International law firm based in Seattle, Washington

Ashurst Perkins Coie LLP (/'ku:i:/ KOO-ee) is an international law firm formed through the merger of Perkins Coie and Ashurst LLP in June 2026. The merger created a law firm with 3,500 lawyers across 52 offices worldwide. Ashurst Perkins Coie has flagship hubs in London, Seattle, Sydney and New York. The combined firm is estimated to have revenues of $2.8 billion, making it one of the largest law firms in the world by revenue.

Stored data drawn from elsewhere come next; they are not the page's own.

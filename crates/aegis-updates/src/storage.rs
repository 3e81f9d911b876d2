//! Storage tree maintenance: discovery scan, symlink projection, staging
//! hygiene, and atomic writes.
//!
//! All writes stage inside the registry tmp directory (same filesystem as
//! the storage tree) and land with a single rename, so readers observe
//! either the previous state or the complete new one.

use std::io::Write;
use std::path::{Component, Path, PathBuf};

use tracing::{debug, info, warn};
use walkdir::WalkDir;

use crate::error::{UpdateError, UpdateResult};
use crate::filename;
use crate::registry::Registry;
use crate::resource::AddVersionOpts;

/// Wipe and recreate the staging directory.
pub(crate) fn clean_tmp(tmp: &Path) -> UpdateResult<()> {
    match std::fs::remove_dir_all(tmp) {
        Ok(()) => {}
        Err(e) if e.kind() == std::io::ErrorKind::NotFound => {}
        Err(e) => return Err(UpdateError::io("wiping tmp dir", tmp, e)),
    }
    std::fs::create_dir_all(tmp).map_err(|e| UpdateError::io("creating tmp dir", tmp, e))
}

/// Write bytes to `dest` atomically: stage in `tmp_dir`, set the mode, then
/// rename into place. The staged file is removed on any failure.
pub(crate) fn write_atomic(
    tmp_dir: &Path,
    dest: &Path,
    bytes: &[u8],
    mode: u32,
) -> UpdateResult<()> {
    std::fs::create_dir_all(tmp_dir)
        .map_err(|e| UpdateError::io("creating tmp dir", tmp_dir, e))?;
    if let Some(parent) = dest.parent() {
        std::fs::create_dir_all(parent)
            .map_err(|e| UpdateError::io("creating parent dir", parent, e))?;
    }

    let mut staged = tempfile::NamedTempFile::new_in(tmp_dir)
        .map_err(|e| UpdateError::io("creating staging file", tmp_dir, e))?;
    staged
        .write_all(bytes)
        .map_err(|e| UpdateError::io("writing staging file", staged.path(), e))?;

    #[cfg(unix)]
    {
        use std::os::unix::fs::PermissionsExt;
        staged
            .as_file()
            .set_permissions(std::fs::Permissions::from_mode(mode))
            .map_err(|e| UpdateError::io("setting file mode", staged.path(), e))?;
    }
    #[cfg(not(unix))]
    let _ = mode;

    staged
        .persist(dest)
        .map_err(|e| UpdateError::io("moving file into place", dest, e.error))?;
    Ok(())
}

impl Registry {
    /// Walk the storage tree and register every versioned file found.
    ///
    /// Skips the tmp directory, signature companions, and directories whose
    /// name decodes to an identifier (unpacked artifact roots). Returns the
    /// number of versions registered.
    ///
    /// # Errors
    ///
    /// Fails when `root` lies outside the storage directory or the walk
    /// itself fails; individual bad entries are logged and skipped.
    pub fn scan_storage(&self, root: Option<&Path>) -> UpdateResult<usize> {
        let storage_root = self.cfg.storage_root.clone();
        let root = root.map_or_else(|| storage_root.clone(), Path::to_path_buf);
        if !root.starts_with(&storage_root) {
            return Err(UpdateError::InvalidPath {
                path: root,
                reason: "scan root is outside the storage directory",
            });
        }

        let tmp = self.cfg.tmp_dir();
        let walker = WalkDir::new(&root).into_iter().filter_entry(move |entry| {
            if entry.path() == tmp {
                return false;
            }
            if entry.file_type().is_dir() {
                if let Some(name) = entry.file_name().to_str() {
                    // Unpacked artifact roots are not scannable content.
                    if filename::parse_versioned_path(name).is_some() {
                        return false;
                    }
                }
            }
            true
        });

        let mut registered = 0;
        for entry in walker {
            let entry =
                entry.map_err(|e| UpdateError::io("scanning storage", &root, e.into()))?;
            if !entry.file_type().is_file() {
                continue;
            }
            let path = entry.path();
            if path.extension().is_some_and(|ext| ext == "sig") {
                continue;
            }
            let Ok(rel) = path.strip_prefix(&storage_root) else {
                continue;
            };
            let Some(rel) = rel.to_str() else {
                warn!(path = %path.display(), "non-UTF-8 path in storage, skipped");
                continue;
            };
            let rel = rel.replace('\\', "/");
            let Some((identifier, version)) = filename::parse_versioned_path(&rel) else {
                debug!(path = %rel, "unversioned file in storage, skipped");
                continue;
            };

            let resource = self.get_or_create_resource(&identifier);
            match resource.add_version(
                &storage_root,
                &version,
                AddVersionOpts {
                    available: true,
                    ..Default::default()
                },
            ) {
                Ok(_) => registered += 1,
                Err(e) => warn!(path = %rel, error = %e, "undecodable version on disk, skipped"),
            }
        }

        // A full scan is authoritative: anything still marked available
        // without a backing file loses the flag.
        if root == storage_root {
            for resource in self.resource_snapshot() {
                resource.refresh_availability(&storage_root);
            }
        }
        info!(root = %root.display(), registered, "storage scan complete");
        Ok(registered)
    }

    /// Wipe `root` and project an unversioned symlink tree: one relative
    /// link per resource, pointing at the selected version's storage path.
    ///
    /// # Errors
    ///
    /// Fails when any resource has no selected version, or when `root`
    /// overlaps the storage tree.
    #[cfg(unix)]
    pub fn create_symlinks(&self, root: &Path) -> UpdateResult<()> {
        let storage_root = &self.cfg.storage_root;
        if storage_root.starts_with(root) {
            return Err(UpdateError::InvalidPath {
                path: root.to_path_buf(),
                reason: "symlink root would wipe the storage directory",
            });
        }

        match std::fs::remove_dir_all(root) {
            Ok(()) => {}
            Err(e) if e.kind() == std::io::ErrorKind::NotFound => {}
            Err(e) => return Err(UpdateError::io("wiping symlink root", root, e)),
        }
        std::fs::create_dir_all(root)
            .map_err(|e| UpdateError::io("creating symlink root", root, e))?;

        for resource in self.resource_snapshot() {
            let identifier = resource.identifier();
            let selected = resource
                .selected_version()
                .ok_or_else(|| UpdateError::NoSelectedVersion(identifier.to_owned()))?;

            let (_, target) = self.storage_path_for(identifier, &selected.version);
            let link = root.join(identifier);
            let parent = link.parent().unwrap_or(root);
            std::fs::create_dir_all(parent)
                .map_err(|e| UpdateError::io("creating symlink dir", parent, e))?;

            let relative = relative_path(parent, &target);
            std::os::unix::fs::symlink(&relative, &link)
                .map_err(|e| UpdateError::io("creating symlink", &link, e))?;
            debug!(link = %link.display(), target = %relative.display(), "symlink created");
        }
        Ok(())
    }
}

/// Relative path from `from_dir` to `to`, built from the common prefix.
fn relative_path(from_dir: &Path, to: &Path) -> PathBuf {
    let from: Vec<Component<'_>> = from_dir.components().collect();
    let to: Vec<Component<'_>> = to.components().collect();
    let common = from
        .iter()
        .zip(to.iter())
        .take_while(|(a, b)| a == b)
        .count();

    let mut rel = PathBuf::new();
    for _ in common..from.len() {
        rel.push("..");
    }
    for component in &to[common..] {
        rel.push(component.as_os_str());
    }
    if rel.as_os_str().is_empty() {
        rel.push(".");
    }
    rel
}
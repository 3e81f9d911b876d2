/// Signature policy semantics on the download path: require blocks, warn
/// logs and serves, disable stores the signature without judging it.
use std::collections::BTreeMap;
use std::sync::Arc;

use aegis_test_utils::{MockMirror, TEST_SIGNER, public_key_hex, sign_resource};
use aegis_updates::{
    AddVersionOpts, Registry, RegistryConfig, SignaturePolicy, TrustStore, UpdateError,
    VerificationOptions,
};

fn registry_with_policy(
    root: &std::path::Path,
    mirror: &MockMirror,
    download: SignaturePolicy,
    disk_load: SignaturePolicy,
) -> Registry {
    let mut store = TrustStore::new();
    store
        .add_signer(TEST_SIGNER, &public_key_hex())
        .expect("add test signer");
    let options =
        VerificationOptions::new(Arc::new(store), download, disk_load).expect("options");

    let mut cfg = RegistryConfig::new(root);
    cfg.mirrors = vec![mirror.url()];
    cfg.verification = BTreeMap::from([(String::new(), Some(options))]);
    cfg.retry.get_file = 2;
    let registry = Registry::new(cfg).unwrap();
    registry.initialize().unwrap();
    registry
        .add_resource("core/app", "1.0.0", AddVersionOpts::default())
        .unwrap();
    registry
}

/// Publish an artifact whose bytes do not match the signed hash.
fn publish_tampered(mirror: &MockMirror) {
    mirror.put("core/app_v1-0-0", b"tampered bytes".to_vec());
    mirror.put(
        "core/app_v1-0-0.sig",
        sign_resource(b"genuine bytes", "core/app", "1.0.0"),
    );
}

#[tokio::test]
async fn require_policy_rejects_a_tampered_artifact() {
    let dir = tempfile::tempdir().unwrap();
    let mirror = MockMirror::start().await;
    publish_tampered(&mirror);

    let registry = registry_with_policy(
        dir.path(),
        &mirror,
        SignaturePolicy::Require,
        SignaturePolicy::Warn,
    );

    let err = registry.get_file("core/app").await;
    assert!(matches!(err, Err(UpdateError::Signature { .. })));

    // Nothing was stored and the version stays unavailable.
    assert!(!dir.path().join("core/app_v1-0-0").exists());
    let export = registry.export();
    assert!(!export[0].versions[0].available);
}

#[tokio::test]
async fn warn_policy_serves_the_artifact_anyway() {
    let dir = tempfile::tempdir().unwrap();
    let mirror = MockMirror::start().await;
    publish_tampered(&mirror);

    let registry = registry_with_policy(
        dir.path(),
        &mirror,
        SignaturePolicy::Warn,
        SignaturePolicy::Warn,
    );

    let file = registry.get_file("core/app").await.expect("warn serves");
    assert_eq!(std::fs::read(file.path()).unwrap(), b"tampered bytes");
    let export = registry.export();
    assert!(export[0].versions[0].available);
}

#[tokio::test]
async fn disable_policy_still_stores_the_signature() {
    let dir = tempfile::tempdir().unwrap();
    let mirror = MockMirror::start().await;
    publish_tampered(&mirror);

    let registry = registry_with_policy(
        dir.path(),
        &mirror,
        SignaturePolicy::Disable,
        SignaturePolicy::Disable,
    );

    registry.get_file("core/app").await.expect("disable serves");
    assert!(dir.path().join("core/app_v1-0-0").exists());
    assert!(dir.path().join("core/app_v1-0-0.sig").exists());
}

#[tokio::test]
async fn missing_signature_fails_require_but_passes_warn() {
    let dir = tempfile::tempdir().unwrap();
    let mirror = MockMirror::start().await;
    // Artifact without any companion signature on the mirror.
    mirror.put("core/app_v1-0-0", b"unsigned bytes".to_vec());

    let registry = registry_with_policy(
        dir.path(),
        &mirror,
        SignaturePolicy::Require,
        SignaturePolicy::Warn,
    );
    let err = registry.get_file("core/app").await;
    assert!(err.is_err());

    let dir2 = tempfile::tempdir().unwrap();
    let registry = registry_with_policy(
        dir2.path(),
        &mirror,
        SignaturePolicy::Warn,
        SignaturePolicy::Warn,
    );
    let file = registry.get_file("core/app").await.expect("warn tolerates");
    assert_eq!(std::fs::read(file.path()).unwrap(), b"unsigned bytes");
}

#[tokio::test]
async fn uncovered_identifier_reports_verification_not_configured() {
    let dir = tempfile::tempdir().unwrap();
    let mirror = MockMirror::start().await;

    let mut store = TrustStore::new();
    store
        .add_signer(TEST_SIGNER, &public_key_hex())
        .expect("add test signer");
    let options = VerificationOptions::new(
        Arc::new(store),
        SignaturePolicy::Require,
        SignaturePolicy::Warn,
    )
    .expect("options");

    let mut cfg = RegistryConfig::new(dir.path());
    cfg.mirrors = vec![mirror.url()];
    cfg.verification = BTreeMap::from([("core/".to_owned(), Some(options))]);
    let registry = Registry::new(cfg).unwrap();
    registry.initialize().unwrap();

    let err = registry.verify_resource("ui/panel");
    assert!(matches!(err, Err(UpdateError::VerificationNotConfigured(_))));
}

#[tokio::test]
async fn disk_load_policy_checks_existing_files() {
    let dir = tempfile::tempdir().unwrap();
    let mirror = MockMirror::start().await;
    let artifact = b"genuine bytes";
    mirror.put("core/app_v1-0-0", artifact.to_vec());
    mirror.put(
        "core/app_v1-0-0.sig",
        sign_resource(artifact, "core/app", "1.0.0"),
    );

    let registry = registry_with_policy(
        dir.path(),
        &mirror,
        SignaturePolicy::Require,
        SignaturePolicy::Require,
    );
    registry.get_file("core/app").await.expect("download");

    // Corrupt the stored artifact; the next disk load refuses to serve it.
    std::fs::write(dir.path().join("core/app_v1-0-0"), b"bit rot").unwrap();
    let err = registry.get_file("core/app").await;
    assert!(matches!(err, Err(UpdateError::Signature { .. })));
}
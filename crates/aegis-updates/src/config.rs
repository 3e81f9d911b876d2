//! Registry configuration loading.
//!
//! TOML is the sole config source; no environment variable overrides.
//!
//! # Required fields
//! - `schema_version = 1`
//! - `storage.root`
//!
//! # Verification section
//! `[[verification.signers]]` entries carry hex-encoded ed25519 public
//! keys. `[[verification.scopes]]` entries map identifier prefixes to the
//! shared trust store; `enabled = false` switches verification off for the
//! prefix. The download policy must be at least as strict as the disk-load
//! policy.

use std::collections::BTreeMap;
use std::path::Path;
use std::sync::Arc;

use serde::Deserialize;
use thiserror::Error;

use crate::index::IndexSpec;
use crate::registry::{RegistryConfig, RetryBudget};
use crate::verify::{SignaturePolicy, TrustStore, VerificationOptions};

/// Error type for config loading.
#[derive(Debug, Error)]
pub enum ConfigError {
    #[error("IO error: {0}")]
    Io(String),
    #[error("Parse error: {0}")]
    Parse(String),
    #[error("Missing required field: {0}")]
    MissingField(String),
    #[error("Invalid config value: {0}")]
    InvalidValue(String),
}

// ---------------------------------------------------------------------------
// Raw TOML deserialization types (with Option for optional fields)
// ---------------------------------------------------------------------------

#[derive(Debug, Deserialize)]
struct RawConfig {
    schema_version: Option<u32>,
    storage: Option<RawStorage>,
    network: Option<RawNetwork>,
    indexes: Option<Vec<RawIndex>>,
    flags: Option<RawFlags>,
    mandatory: Option<Vec<String>>,
    auto_unpack: Option<Vec<String>>,
    retry: Option<RawRetry>,
    verification: Option<RawVerification>,
}

#[derive(Debug, Deserialize)]
struct RawStorage {
    root: Option<String>,
}

#[derive(Debug, Deserialize)]
struct RawNetwork {
    mirrors: Option<Vec<String>>,
    user_agent: Option<String>,
}

#[derive(Debug, Deserialize)]
struct RawIndex {
    path: Option<String>,
    auto_download: Option<bool>,
    pre_release: Option<bool>,
}

#[derive(Debug, Deserialize)]
struct RawFlags {
    online: Option<bool>,
    dev_mode: Option<bool>,
    use_prereleases: Option<bool>,
}

#[derive(Debug, Deserialize)]
struct RawRetry {
    bulk: Option<u32>,
    get_file: Option<u32>,
    index: Option<u32>,
}

#[derive(Debug, Deserialize)]
struct RawVerification {
    download_policy: Option<String>,
    disk_load_policy: Option<String>,
    signers: Option<Vec<RawSigner>>,
    scopes: Option<Vec<RawScope>>,
}

#[derive(Debug, Deserialize)]
struct RawSigner {
    name: Option<String>,
    public_key: Option<String>,
}

#[derive(Debug, Deserialize)]
struct RawScope {
    prefix: Option<String>,
    enabled: Option<bool>,
}

// ---------------------------------------------------------------------------
// Public API
// ---------------------------------------------------------------------------

/// Load registry config from a TOML file.
pub fn load_config_from_path(path: &Path) -> Result<RegistryConfig, ConfigError> {
    let toml_str = std::fs::read_to_string(path)
        .map_err(|e| ConfigError::Io(format!("reading config file '{}': {}", path.display(), e)))?;
    load_config_from_str(&toml_str)
}

/// Load registry config from a TOML string.
pub fn load_config_from_str(toml_str: &str) -> Result<RegistryConfig, ConfigError> {
    let raw: RawConfig = toml::from_str(toml_str).map_err(|e| ConfigError::Parse(e.to_string()))?;

    let schema_version = raw
        .schema_version
        .ok_or_else(|| ConfigError::MissingField("schema_version".to_owned()))?;
    if schema_version != 1 {
        return Err(ConfigError::InvalidValue(format!(
            "schema_version must be 1, got {schema_version}"
        )));
    }

    let storage_root = raw
        .storage
        .and_then(|s| s.root)
        .ok_or_else(|| ConfigError::MissingField("storage.root".to_owned()))?;

    let mut cfg = RegistryConfig::new(storage_root);

    if let Some(network) = raw.network {
        cfg.mirrors = network.mirrors.unwrap_or_default();
        if let Some(user_agent) = network.user_agent {
            cfg.user_agent = user_agent;
        }
    }

    if let Some(indexes) = raw.indexes {
        for (i, raw_index) in indexes.into_iter().enumerate() {
            let path = raw_index
                .path
                .ok_or_else(|| ConfigError::MissingField(format!("indexes[{i}].path")))?;
            cfg.indexes.push(IndexSpec {
                path,
                auto_download: raw_index.auto_download.unwrap_or(false),
                pre_release: raw_index.pre_release.unwrap_or(false),
            });
        }
    }

    if let Some(flags) = raw.flags {
        cfg.online = flags.online.unwrap_or(true);
        cfg.dev_mode = flags.dev_mode.unwrap_or(false);
        cfg.use_prereleases = flags.use_prereleases.unwrap_or(false);
    }

    cfg.mandatory = raw.mandatory.unwrap_or_default();
    cfg.auto_unpack = raw.auto_unpack.unwrap_or_default();

    if let Some(retry) = raw.retry {
        let defaults = RetryBudget::default();
        cfg.retry = RetryBudget {
            bulk: retry.bulk.unwrap_or(defaults.bulk),
            get_file: retry.get_file.unwrap_or(defaults.get_file),
            index: retry.index.unwrap_or(defaults.index),
        };
    }

    if let Some(verification) = raw.verification {
        cfg.verification = build_verification(verification)?;
    }

    Ok(cfg)
}

fn build_verification(
    raw: RawVerification,
) -> Result<BTreeMap<String, Option<VerificationOptions>>, ConfigError> {
    let signers = raw
        .signers
        .ok_or_else(|| ConfigError::MissingField("verification.signers".to_owned()))?;
    if signers.is_empty() {
        return Err(ConfigError::InvalidValue(
            "at least one [[verification.signers]] entry is required".to_owned(),
        ));
    }

    let mut trust_store = TrustStore::new();
    for (i, signer) in signers.into_iter().enumerate() {
        let name = signer
            .name
            .ok_or_else(|| ConfigError::MissingField(format!("verification.signers[{i}].name")))?;
        let public_key = signer.public_key.ok_or_else(|| {
            ConfigError::MissingField(format!("verification.signers[{i}].public_key"))
        })?;
        trust_store
            .add_signer(name, &public_key)
            .map_err(|e| ConfigError::InvalidValue(e.to_string()))?;
    }
    let trust_store = Arc::new(trust_store);

    let download_policy = parse_policy(
        raw.download_policy.as_deref().unwrap_or("require"),
        "verification.download_policy",
    )?;
    let disk_load_policy = parse_policy(
        raw.disk_load_policy.as_deref().unwrap_or("warn"),
        "verification.disk_load_policy",
    )?;

    // Default scope: everything, unless explicit scopes are given.
    let scopes = raw.scopes.unwrap_or_else(|| {
        vec![RawScope {
            prefix: Some(String::new()),
            enabled: Some(true),
        }]
    });

    let mut map = BTreeMap::new();
    for (i, scope) in scopes.into_iter().enumerate() {
        let prefix = scope
            .prefix
            .ok_or_else(|| ConfigError::MissingField(format!("verification.scopes[{i}].prefix")))?;
        let rule = if scope.enabled.unwrap_or(true) {
            let options =
                VerificationOptions::new(Arc::clone(&trust_store), download_policy, disk_load_policy)
                    .map_err(|e| ConfigError::InvalidValue(e.to_string()))?;
            Some(options)
        } else {
            None
        };
        map.insert(prefix, rule);
    }
    Ok(map)
}

fn parse_policy(raw: &str, field: &str) -> Result<SignaturePolicy, ConfigError> {
    match raw {
        "require" => Ok(SignaturePolicy::Require),
        "warn" => Ok(SignaturePolicy::Warn),
        "disable" => Ok(SignaturePolicy::Disable),
        other => Err(ConfigError::InvalidValue(format!(
            "{field} must be one of require/warn/disable, got {other:?}"
        ))),
    }
}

Perkins Coie was known for its technology, IP, litigation, and regulatory work with key clients including prominent technology companies such as Google, Microsoft, Intel, Meta, and Amazon. The firm is also known for its pro bono work, and for successfully suing to block an Executive Order targeting the firm. At the time of the merger, Perkins Coie was the largest law firm headquartered in the Pacific Northwest.

== History ==

=== Ashurst ===
Ashurst was a British multinational law firm founded in 1822. Its principal business focus was in mergers and acquisitions, corporate and structured finance. In 2012, Ashurst merged with Australian Big Six law firm Blake Dawson, which significantly increased Ashurst's practice in the energy & resources, infrastructure and financial services sectors.

=== Perkins Coie ===
Perkins Coie was founded in 1912 as Donworth and Todd. The firm evolved into its present day firm through the merger of several law practices. Early founding partners included George Donworth and Elmer Todd, Hollister T. Sprague, Frank E. Holman, DeForrest Perkins and J. Paul Coie.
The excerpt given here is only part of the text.